Globally too, Exporters benefited due to the recession easing, and
improvement in world trading conditions compared to the year before,
with world trade registering a 4.8 percent growth.
However, this is expected to slow down in 2011 with IMF estimating
world trade to grow by 4.2 percent and advanced economies slowing down
to 2.2 percent and emerging economies to 6.4 percent.
The key challenge for exports in 2011 will be, this slow pace of
global economic recovery, particularly in our major markets, coupled
with rising competition in international markets. Remaining globally
competitive is therefore critical.
The prevailing concerns of food security, in the light of rising food
and commodity prices globally, accompanied by the effects of climate
change leading to destruction of crops, could impact the export sector,
in terms of availability of supplies as well as the possible
inflationary effect on cost of production.
Sufficient fiscal space would have to be created by the Government to
address these issues so as to prevent macroeconomic stability getting
affected. The export sector also needs to gear itself to address
concerns of high energy costs, and ward off possible impact of the
appreciating rupee, although appreciation has been gradual. This calls
for strategies to mitigate the effect of these developments, and
maintain competitiveness.
In this scenario, the recent five-year strategy launched by EDB is
timely. The strategy which outlines the role of EDB as the key driver of
exports, also addresses key needs in the product sectors and ways of
addressing this, with a view to achieving the target of USD 15 bn by
2015.
The EDB in its mission, identifies achieving global competitiveness
as a key element which is welcome, as export growth depends on achieving
this.
We also welcome the appointment of the several Advisory Committees
drawn from the Private Sector, which closely interact with the EDB
officials in planning and implementation of Sector strategy, thus
facilitating a close public private partnership to drive the Sector
forward.
We look forward to the finalization of the National Export Plan which
will set the direction and plan for the strong resurgence of exports
aimed at US$ 20bn by 2020.
Looking ahead, with a target of US $ 9 billion set for 2011, the
Export Sector is well placed to achieve this, following the healthy
performance in 2010, an indication of the resilience of the sector.
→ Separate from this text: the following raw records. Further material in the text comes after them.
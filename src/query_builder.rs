use std::borrow::Cow;

use crate::error::SqlRepoError;
use crate::results::ResultSet;
use crate::translation::{QueryOptions, TranslationMode, translate_placeholders};
use crate::typed::TypedConnOps;
use crate::types::RowValues;

/// Fluent builder for a single statement with optional placeholder translation.
///
/// ```rust,no_run
/// use sql_repository::prelude::*;
///
/// # async fn demo(conn: &mut AnyIdle) -> Result<(), SqlRepoError> {
/// let rs = conn
///     .query("SELECT name FROM users WHERE id = $1")
///     .params(&[RowValues::Int(7)])
///     .translation(TranslationMode::ForceOn)
///     .select()
///     .await?;
/// # let _ = rs;
/// # Ok(()) }
/// ```
pub struct QueryBuilder<'conn, 'q, C> {
    conn: &'conn mut C,
    sql: Cow<'q, str>,
    params: Cow<'q, [RowValues]>,
    options: QueryOptions,
}

impl<'conn, 'q, C: TypedConnOps> QueryBuilder<'conn, 'q, C> {
    pub(crate) fn new(conn: &'conn mut C, sql: &'q str) -> Self {
        Self {
            conn,
            sql: Cow::Borrowed(sql),
            params: Cow::Borrowed(&[]),
            options: QueryOptions::default(),
        }
    }

    #[must_use]
    pub fn params(mut self, params: &'q [RowValues]) -> Self {
        self.params = Cow::Borrowed(params);
        self
    }

    #[must_use]
    pub fn options(mut self, options: QueryOptions) -> Self {
        self.options = options;
        self
    }

    #[must_use]
    pub fn translation(mut self, translation: TranslationMode) -> Self {
        self.options.translation = translation;
        self
    }

    /// Execute as a query and collect the rows.
    ///
    /// # Errors
    /// Returns whatever the backend reports.
    pub async fn select(self) -> Result<ResultSet, SqlRepoError> {
        let sql = translate_for(&*self.conn, &self.sql, &self.params, self.options);
        self.conn.select(&sql, &self.params).await
    }

    /// Execute as DML and return rows affected.
    ///
    /// # Errors
    /// Returns whatever the backend reports.
    pub async fn dml(self) -> Result<usize, SqlRepoError> {
        let sql = translate_for(&*self.conn, &self.sql, &self.params, self.options);
        self.conn.dml(&sql, &self.params).await
    }
}

fn translate_for<'a, C: TypedConnOps>(
    conn: &C,
    sql: &'a str,
    params: &[RowValues],
    options: QueryOptions,
) -> Cow<'a, str> {
    if params.is_empty() {
        return Cow::Borrowed(sql);
    }
    let enabled = options.translation.resolve(conn.translation_default());
    translate_placeholders(sql, conn.placeholder_style(), enabled)
}

/// Entry point for [`QueryBuilder`] on any connection.
pub trait Queryable: TypedConnOps + Sized {
    fn query<'a>(&'a mut self, sql: &'a str) -> QueryBuilder<'a, 'a, Self> {
        QueryBuilder::new(self, sql)
    }
}

impl<C: TypedConnOps> Queryable for C {}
Despite the many challenges, with careful planning and speedy
implementation of focused strategies, coupled with strong Government
support, this target for 2011 could be exceeded, whilst also
facilitating the medium term target of USD 15 billion by 2015.
It is noteworthy that exports have regained the 2008 levels
which was the benchmark set, following the downturn in 2009. |
Amongst the several measures called for, is the need to immediately
broadbase our present export product range and markets, and spread the
risk so as to avoid over-dependence on a few products and markets,
especially in view of current global conditions.
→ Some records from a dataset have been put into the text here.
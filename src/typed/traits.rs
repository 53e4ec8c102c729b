use std::future::Future;

use crate::error::SqlRepoError;
use crate::results::ResultSet;
use crate::translation::PlaceholderStyle;
use crate::types::RowValues;

/// Statement execution shared by idle and transactional connections.
pub trait TypedConnOps: Send {
    /// Native placeholder syntax of the backend.
    fn placeholder_style(&self) -> PlaceholderStyle;

    /// Whether caller SQL is translated to the native placeholder style by default.
    fn translation_default(&self) -> bool;

    fn execute_batch(&mut self, sql: &str) -> impl Future<Output = Result<(), SqlRepoError>> + Send;

    fn dml(
        &mut self,
        query: &str,
        params: &[RowValues],
    ) -> impl Future<Output = Result<usize, SqlRepoError>> + Send;

    fn select(
        &mut self,
        query: &str,
        params: &[RowValues],
    ) -> impl Future<Output = Result<ResultSet, SqlRepoError>> + Send;
}

/// Begin a transaction from an idle connection.
pub trait BeginTx: Sized {
    type Tx: TxConn<Idle = Self>;

    fn begin(self) -> impl Future<Output = Result<Self::Tx, SqlRepoError>> + Send;
}

/// Transaction state that can return to idle.
pub trait TxConn: Sized {
    type Idle;

    fn commit(self) -> impl Future<Output = Result<Self::Idle, SqlRepoError>> + Send;

    fn rollback(self) -> impl Future<Output = Result<Self::Idle, SqlRepoError>> + Send;
}
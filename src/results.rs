mod result_set;
mod row;

pub use result_set::ResultSet;
pub use row::CustomDbRow;
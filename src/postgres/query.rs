use std::sync::Arc;

use chrono::{DateTime, NaiveDate, NaiveDateTime, Utc};
use serde_json::Value;
use tokio_postgres::types::Type;
use tokio_postgres::{Client, Row};

use super::params::Params;
use crate::error::SqlRepoError;
use crate::results::ResultSet;
use crate::types::RowValues;

/// Extract a `RowValues` from a tokio-postgres row at the given index.
///
/// Types without a dedicated variant are read as text.
///
/// # Errors
/// Returns `SqlRepoError::PostgresError` if the column cannot be decoded.
pub fn postgres_extract_value(row: &Row, idx: usize) -> Result<RowValues, SqlRepoError> {
    let ty = row.columns()[idx].type_();
    let value = match *ty {
        Type::INT2 => row
            .try_get::<_, Option<i16>>(idx)?
            .map(|v| RowValues::Int(i64::from(v))),
        Type::INT4 => row
            .try_get::<_, Option<i32>>(idx)?
            .map(|v| RowValues::Int(i64::from(v))),
        Type::INT8 => row.try_get::<_, Option<i64>>(idx)?.map(RowValues::Int),
        Type::FLOAT4 => row
            .try_get::<_, Option<f32>>(idx)?
            .map(|v| RowValues::Float(f64::from(v))),
        Type::FLOAT8 => row.try_get::<_, Option<f64>>(idx)?.map(RowValues::Float),
        Type::BOOL => row.try_get::<_, Option<bool>>(idx)?.map(RowValues::Bool),
        Type::TIMESTAMP => row
            .try_get::<_, Option<NaiveDateTime>>(idx)?
            .map(RowValues::Timestamp),
        Type::TIMESTAMPTZ => row
            .try_get::<_, Option<DateTime<Utc>>>(idx)?
            .map(|v| RowValues::Timestamp(v.naive_utc())),
        Type::DATE => row
            .try_get::<_, Option<NaiveDate>>(idx)?
            .map(|v| RowValues::Timestamp(v.and_time(chrono::NaiveTime::MIN))),
        Type::JSON | Type::JSONB => row.try_get::<_, Option<Value>>(idx)?.map(RowValues::JSON),
        Type::BYTEA => row.try_get::<_, Option<Vec<u8>>>(idx)?.map(RowValues::Blob),
        _ => row.try_get::<_, Option<String>>(idx)?.map(RowValues::Text),
    };
    Ok(value.unwrap_or(RowValues::Null))
}

/// Build a result set from tokio-postgres rows.
///
/// # Errors
/// Returns `SqlRepoError` if any value cannot be decoded.
pub fn build_result_set(rows: &[Row]) -> Result<ResultSet, SqlRepoError> {
    let mut result_set = ResultSet::with_capacity(rows.len());
    let Some(first) = rows.first() else {
        return Ok(result_set);
    };
    let column_names: Vec<String> = first
        .columns()
        .iter()
        .map(|c| c.name().to_string())
        .collect();
    let column_count = column_names.len();
    result_set.set_column_names(Arc::new(column_names));

    for row in rows {
        let mut row_values = Vec::with_capacity(column_count);
        for idx in 0..column_count {
            row_values.push(postgres_extract_value(row, idx)?);
        }
        result_set.add_row_values(row_values);
    }

    Ok(result_set)
}

/// Run a query on a client (inside or outside a transaction) and collect its rows.
///
/// # Errors
/// Returns `SqlRepoError` if execution or decoding fails.
pub async fn query_on_client(
    client: &Client,
    query: &str,
    params: &[RowValues],
) -> Result<ResultSet, SqlRepoError> {
    let converted = Params::convert(params);
    let rows = client.query(query, converted.as_refs()).await?;
    build_result_set(&rows)
}

/// Execute DML on a client and return rows affected.
///
/// # Errors
/// Returns `SqlRepoError` if execution fails or the count does not fit in `usize`.
pub async fn execute_on_client(
    client: &Client,
    query: &str,
    params: &[RowValues],
) -> Result<usize, SqlRepoError> {
    let converted = Params::convert(params);
    let rows = client.execute(query, converted.as_refs()).await?;
    usize::try_from(rows).map_err(|e| {
        SqlRepoError::ExecutionError(format!("postgres affected rows conversion error: {e}"))
    })
}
This is illustrated by our top two exports, tea and garments, which
account for 61 percent of total exports, whilst USA and EU the top
export destinations account for 59 percent of total exports. Whilst
these will continue to be key products and markets, and should therefore
be maintained, the need is to build up other products and markets to
offset this imbalance.
Already seven key product sectors have been identified by the EDB,
each having the potential to contribute US $ 1 billion to the total
export target, and making up 80 percent of total exports.
Meanwhile greater focus on service exports is needed in this
scenario. IT and Offshore Outsourcing services where Sri Lanka enjoys a
significant comparative advantage needs to be expanded.
The IT, software, and particularly offshore outsourcing services has
the potential to be a US $ 1 billion industry in view of the
comparatively low costs and where a quality service can be offered, not
just Business Process outsourcing, but also at a higher level, Knowledge
Process Outsourcing extending to fields such as healthcare, finance,
legal and ICT.
In fact it has been reported that Sri Lanka has, in 2010 - 2011, been
identified amongst the top nine countries in the Asia-Pacific region for
globally outsourced activities.
With advanced economies facing rising costs in the wake of the
recession, this provides a very viable opportunity for Sri Lanka to
position itself as a low cost source for these processes, also
supporting our effort to position ourselves as a knowledge hub.
Furthermore, in view of the country's strategic location, services
such as cargo handling and transshipment could be developed as a key
foreign exchange earner, especially with Sri Lanka positioning itself as
a maritime hub.
Surviving and growing in the present, fiercely competitive global
market, and looking at the future, we need to differentiate our products
through specialization and strong branding, exporting goods where we can
demand a premium rather than be a supplier of intermediate goods.
The present need is to enhance the image and consumer perception of
Sri Lankan exports, globally, as high quality and reliable, and
conforming to laid down standards.
This may call for re-positioning our exports, such as the strategy
adopted by the garments industry - marketing their products under the
label "Garments without Guilt" whilst also moving into the high- end of
the market for designer clothing, through the recent initiatives to
promote 'Ethical Fashion'.
Moving up the value chain, with increased value addition, innovation,
specialization and technological improvements is essential, whilst
focusing on high end niche markets, wherever possible where a premium
can be gained. The proposals in the 2011 Budget to support this drive to
upgrade and add value is welcome, and is an indication of the
recognition by the Government of the need to support Exports.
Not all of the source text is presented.